RECORDS FOR THE TASK

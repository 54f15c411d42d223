//! Shared line classification and token helpers for CLI parsers.
//!
//! Every parser walks its output the same way: noise lines are dropped,
//! lines before the table header are context, and lines inside the data
//! region that match nothing are counted as residue.

use crate::facts::StateLabel;
use regex::Regex;
use std::net::IpAddr;
use std::sync::LazyLock;

/// `RP/0/RP0/CPU0:C-ASBR-1#show bgp summary`
static XR_PROMPT_RE: LazyLock<Regex> = LazyLock::new(|| {
    Regex::new(r"^RP/\d+/[A-Za-z0-9]+/CPU\d+:[^#\s]+#").expect("valid XR prompt regex")
});

/// `C-ASBR-1#show ip bgp summary` or a bare `C-ASBR-1#`
static IOS_PROMPT_RE: LazyLock<Regex> = LazyLock::new(|| {
    Regex::new(r"^[A-Za-z0-9][A-Za-z0-9._-]*[#>]\s*(show\b.*|terminal\b.*)?$")
        .expect("valid IOS prompt regex")
});

/// `Mon Oct 13 10:22:31.123 UTC`
static TIMESTAMP_RE: LazyLock<Regex> = LazyLock::new(|| {
    Regex::new(
        r"^(Mon|Tue|Wed|Thu|Fri|Sat|Sun) (Jan|Feb|Mar|Apr|May|Jun|Jul|Aug|Sep|Oct|Nov|Dec) +\d{1,2} \d{2}:\d{2}:\d{2}(\.\d+)? [A-Z]{2,5}$",
    )
    .expect("valid timestamp regex")
});

static INTERFACE_RE: LazyLock<Regex> = LazyLock::new(|| {
    Regex::new(r"^[A-Za-z][A-Za-z-]*\d+(/\d+)*([./:]\d+)?$").expect("valid interface regex")
});

/// Long interface names and their short IOS-XR forms.
const INTERFACE_ABBREVIATIONS: &[(&str, &str)] = &[
    ("HundredGigE", "Hu"),
    ("FortyGigE", "Fo"),
    ("TwentyFiveGigE", "TF"),
    ("TenGigE", "Te"),
    ("GigabitEthernet", "Gi"),
    ("FastEthernet", "Fa"),
    ("Bundle-Ether", "BE"),
    ("Loopback", "Lo"),
    ("MgmtEth", "Mg"),
];

/// Prompt echo, XR timestamp, separator rule or blank line.
pub fn is_noise(line: &str) -> bool {
    let trimmed = line.trim();
    if trimmed.is_empty() {
        return true;
    }
    if trimmed.chars().all(|c| c == '-' || c == ' ' || c == '=') {
        return true;
    }
    XR_PROMPT_RE.is_match(trimmed) || IOS_PROMPT_RE.is_match(trimmed) || TIMESTAMP_RE.is_match(trimmed)
}

/// True when the output has at least one non-noise line.
pub fn has_content(output: &str) -> bool {
    output.lines().any(|l| !is_noise(l))
}

/// IPv4 or IPv6 host address.
pub fn is_address(token: &str) -> bool {
    token.parse::<IpAddr>().is_ok()
}

/// Address with a `/len` suffix.
pub fn is_prefix(token: &str) -> bool {
    match token.split_once('/') {
        Some((addr, len)) => is_address(addr) && len.parse::<u8>().is_ok(),
        None => false,
    }
}

pub fn is_number(token: &str) -> bool {
    !token.is_empty() && token.chars().all(|c| c.is_ascii_digit())
}

pub fn looks_like_interface(token: &str) -> bool {
    INTERFACE_RE.is_match(token) && !is_address(token)
}

/// `GigabitEthernet0/0/0/0` → `Gi0/0/0/0`. Already-short names pass through.
pub fn short_interface_name(name: &str) -> String {
    for (long, short) in INTERFACE_ABBREVIATIONS {
        if let Some(rest) = name.strip_prefix(long) {
            return format!("{}{}", short, rest);
        }
    }
    name.to_string()
}

/// Case-insensitive lookup in a per-parser state table. Unknown tokens map
/// to `StateLabel::Unknown`.
pub fn map_state(table: &[(&str, StateLabel)], token: &str) -> StateLabel {
    let token = token.trim();
    table
        .iter()
        .find(|(k, _)| k.eq_ignore_ascii_case(token))
        .map(|(_, s)| *s)
        .unwrap_or(StateLabel::Unknown)
}

/// Byte offset of `column` in a header line.
pub fn column_offset(header: &str, column: &str) -> Option<usize> {
    header.find(column)
}

/// Text of `line` from byte `offset`, if the line reaches that far and the
/// offset does not split a token.
pub fn tail_from(line: &str, offset: usize) -> Option<&str> {
    if offset == 0 || offset >= line.len() || !line.is_char_boundary(offset) {
        return None;
    }
    let prev = line.as_bytes()[offset - 1];
    if prev != b' ' && prev != b'\t' {
        return None;
    }
    Some(line[offset..].trim())
}

#[cfg(test)]
mod tests {
    use super::*;

    #[test]
    fn test_noise_lines() {
        assert!(is_noise("RP/0/RP0/CPU0:C-ASBR-1#show bgp summary"));
        assert!(is_noise("RP/0/RSP0/CPU0:PE1#"));
        assert!(is_noise("C-ASBR-1#show ip bgp summary"));
        assert!(is_noise("Mon Oct 13 10:22:31.123 UTC"));
        assert!(is_noise("Thu Jan  2 09:00:00 UTC"));
        assert!(is_noise("------ ----------- -----"));
        assert!(is_noise("   "));
        assert!(!is_noise("Neighbor        Spk    AS MsgRcvd MsgSent"));
        assert!(!is_noise("100.64.231.1      0 65001    1234"));
    }

    #[test]
    fn test_address_helpers() {
        assert!(is_address("100.64.231.1"));
        assert!(is_address("2001:db8::1"));
        assert!(!is_address("Gi0/0/0/0"));
        assert!(is_prefix("10.10.0.0/16"));
        assert!(is_prefix("fcbb:bb00:1::/48"));
        assert!(!is_prefix("10.10.0.0"));
    }

    #[test]
    fn test_interface_helpers() {
        assert!(looks_like_interface("Gi0/0/0/0"));
        assert!(looks_like_interface("GigabitEthernet0/1"));
        assert!(looks_like_interface("Bundle-Ether10"));
        assert!(looks_like_interface("Gi0/0/0/0.100"));
        assert!(!looks_like_interface("100.64.231.1"));
        assert_eq!(short_interface_name("GigabitEthernet0/0/0/0"), "Gi0/0/0/0");
        assert_eq!(short_interface_name("Bundle-Ether10"), "BE10");
        assert_eq!(short_interface_name("Gi0/0/0/0"), "Gi0/0/0/0");
    }

    #[test]
    fn test_map_state_case_insensitive() {
        let table = [("UP", StateLabel::Up), ("DOWN", StateLabel::Down)];
        assert_eq!(map_state(&table, "up"), StateLabel::Up);
        assert_eq!(map_state(&table, "DOWN "), StateLabel::Down);
        assert_eq!(map_state(&table, "FLAPPY"), StateLabel::Unknown);
    }

    #[test]
    fn test_tail_from_respects_token_boundary() {
        let line = "*> 10.10.0.0/16  100.64.231.1   0   0 65001 i";
        let off = line.find("65001").unwrap();
        assert_eq!(tail_from(line, off), Some("65001 i"));
        assert_eq!(tail_from(line, off + 1), None);
        assert_eq!(tail_from("short", 40), None);
    }
}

WHAT TO DO
Please copy the material exactly, line for line.

EXERCISE RESPONSE
repository 54f15c411d42d223
//! Shared line classification and token helpers for CLI parsers.
//!
//! Every parser walks its output the same way: noise lines are dropped,
//! lines before the table header are context, and lines inside the data
//! region that match nothing are counted as residue.

use crate::facts::StateLabel;
use regex::Regex;
use std::net::IpAddr;
use std::sync::LazyLock;

/// `RP/0/RP0/CPU0:C-ASBR-1#show bgp summary`
static XR_PROMPT_RE: LazyLock<Regex> = LazyLock::new(|| {
    Regex::new(r"^RP/\d+/[A-Za-z0-9]+/CPU\d+:[^#\s]+#").expect("valid XR prompt regex")
});

/// `C-ASBR-1#show ip bgp summary` or a bare `C-ASBR-1#`
static IOS_PROMPT_RE: LazyLock<Regex> = LazyLock::new(|| {
    Regex::new(r"^[A-Za-z0-9][A-Za-z0-9._-]*[#>]\s*(show\b.*|terminal\b.*)?$")
        .expect("valid IOS prompt regex")
});

/// `Mon Oct 13 10:22:31.123 UTC`
static TIMESTAMP_RE: LazyLock<Regex> = LazyLock::new(|| {
    Regex::new(
        r"^(Mon|Tue|Wed|Thu|Fri|Sat|Sun) (Jan|Feb|Mar|Apr|May|Jun|Jul|Aug|Sep|Oct|Nov|Dec) +\d{1,2} \d{2}:\d{2}:\d{2}(\.\d+)? [A-Z]{2,5}$",
    )
    .expect("valid timestamp regex")
});

static INTERFACE_RE: LazyLock<Regex> = LazyLock::new(|| {
    Regex::new(r"^[A-Za-z][A-Za-z-]*\d+(/\d+)*([./:]\d+)?$").expect("valid interface regex")
});

/// Long interface names and their short IOS-XR forms.
const INTERFACE_ABBREVIATIONS: &[(&str, &str)] = &[
    ("HundredGigE", "Hu"),
    ("FortyGigE", "Fo"),
    ("TwentyFiveGigE", "TF"),
    ("TenGigE", "Te"),
    ("GigabitEthernet", "Gi"),
    ("FastEthernet", "Fa"),
    ("Bundle-Ether", "BE"),
    ("Loopback", "Lo"),
    ("MgmtEth", "Mg"),
];

/// Prompt echo, XR timestamp, separator rule or blank line.
pub fn is_noise(line: &str) -> bool {
    let trimmed = line.trim();
    if trimmed.is_empty() {
        return true;
    }
    if trimmed.chars().all(|c| c == '-' || c == ' ' || c == '=') {
        return true;
    }
    XR_PROMPT_RE.is_match(trimmed) || IOS_PROMPT_RE.is_match(trimmed) || TIMESTAMP_RE.is_match(trimmed)
}

/// True when the output has at least one non-noise line.
pub fn has_content(output: &str) -> bool {
    output.lines().any(|l| !is_noise(l))
}

/// IPv4 or IPv6 host address.
pub fn is_address(token: &str) -> bool {
    token.parse::<IpAddr>().is_ok()
}

/// Address with a `/len` suffix.
pub fn is_prefix(token: &str) -> bool {
    match token.split_once('/') {
        Some((addr, len)) => is_address(addr) && len.parse::<u8>().is_ok(),
        None => false,
    }
}

pub fn is_number(token: &str) -> bool {
    !token.is_empty() && token.chars().all(|c| c.is_ascii_digit())
}

pub fn looks_like_interface(token: &str) -> bool {
    INTERFACE_RE.is_match(token) && !is_address(token)
}

/// `GigabitEthernet0/0/0/0` → `Gi0/0/0/0`. Already-short names pass through.
pub fn short_interface_name(name: &str) -> String {
    for (long, short) in INTERFACE_ABBREVIATIONS {
        if let Some(rest) = name.strip_prefix(long) {
            return format!("{}{}", short, rest);
        }
    }
    name.to_string()
}

/// Case-insensitive lookup in a per-parser state table. Unknown tokens map
/// to `StateLabel::Unknown`.
pub fn map_state(table: &[(&str, StateLabel)], token: &str) -> StateLabel {
    let token = token.trim();
    table
        .iter()
        .find(|(k, _)| k.eq_ignore_ascii_case(token))
        .map(|(_, s)| *s)
        .unwrap_or(StateLabel::Unknown)
}

/// Byte offset of `column` in a header line.
pub fn column_offset(header: &str, column: &str) -> Option<usize> {
    header.find(column)
}

/// Text of `line` from byte `offset`, if the line reaches that far and the
/// offset does not split a token.
pub fn tail_from(line: &str, offset: usize) -> Option<&str> {
    if offset == 0 || offset >= line.len() || !line.is_char_boundary(offset) {
        return None;
    }
    let prev = line.as_bytes()[offset - 1];
    if prev != b' ' && prev != b'\t' {
        return None;
    }
    Some(line[offset..].trim())
}

#[cfg(test)]
mod tests {
    use super::*;

    #[test]
    fn test_noise_lines() {
        assert!(is_noise("RP/0/RP0/CPU0:C-ASBR-1#show bgp summary"));
        assert!(is_noise("RP/0/RSP0/CPU0:PE1#"));
        assert!(is_noise("C-ASBR-1#show ip bgp summary"));
        assert!(is_noise("Mon Oct 13 10:22:31.123 UTC"));
        assert!(is_noise("Thu Jan  2 09:00:00 UTC"));
        assert!(is_noise("------ ----------- -----"));
        assert!(is_noise("   "));
        assert!(!is_noise("Neighbor        Spk    AS MsgRcvd MsgSent"));
        assert!(!is_noise("100.64.231.1      0 65001    1234"));
    }

    #[test]
    fn test_address_helpers() {
        assert!(is_address("100.64.231.1"));
        assert!(is_address("2001:db8::1"));
        assert!(!is_address("Gi0/0/0/0"));
        assert!(is_prefix("10.10.0.0/16"));
        assert!(is_prefix("fcbb:bb00:1::/48"));
        assert!(!is_prefix("10.10.0.0"));
    }

    #[test]
    fn test_interface_helpers() {
        assert!(looks_like_interface("Gi0/0/0/0"));
        assert!(looks_like_interface("GigabitEthernet0/1"));
        assert!(looks_like_interface("Bundle-Ether10"));
        assert!(looks_like_interface("Gi0/0/0/0.100"));
        assert!(!looks_like_interface("100.64.231.1"));
        assert_eq!(short_interface_name("GigabitEthernet0/0/0/0"), "Gi0/0/0/0");
        assert_eq!(short_interface_name("Bundle-Ether10"), "BE10");
        assert_eq!(short_interface_name("Gi0/0/0/0"), "Gi0/0/0/0");
    }

    #[test]
    fn test_map_state_case_insensitive() {
        let table = [("UP", StateLabel::Up), ("DOWN", StateLabel::Down)];
        assert_eq!(map_state(&table, "up"), StateLabel::Up);
        assert_eq!(map_state(&table, "DOWN "), StateLabel::Down);
        assert_eq!(map_state(&table, "FLAPPY"), StateLabel::Unknown);
    }

    #[test]
    fn test_tail_from_respects_token_boundary() {
        let line = "*> 10.10.0.0/16  100.64.231.1   0   0 65001 i";
        let off = line.find("65001").unwrap();
        assert_eq!(tail_from(line, off), Some("65001 i"));
        assert_eq!(tail_from(line, off + 1), None);
        assert_eq!(tail_from("short", 40), None);
    }
}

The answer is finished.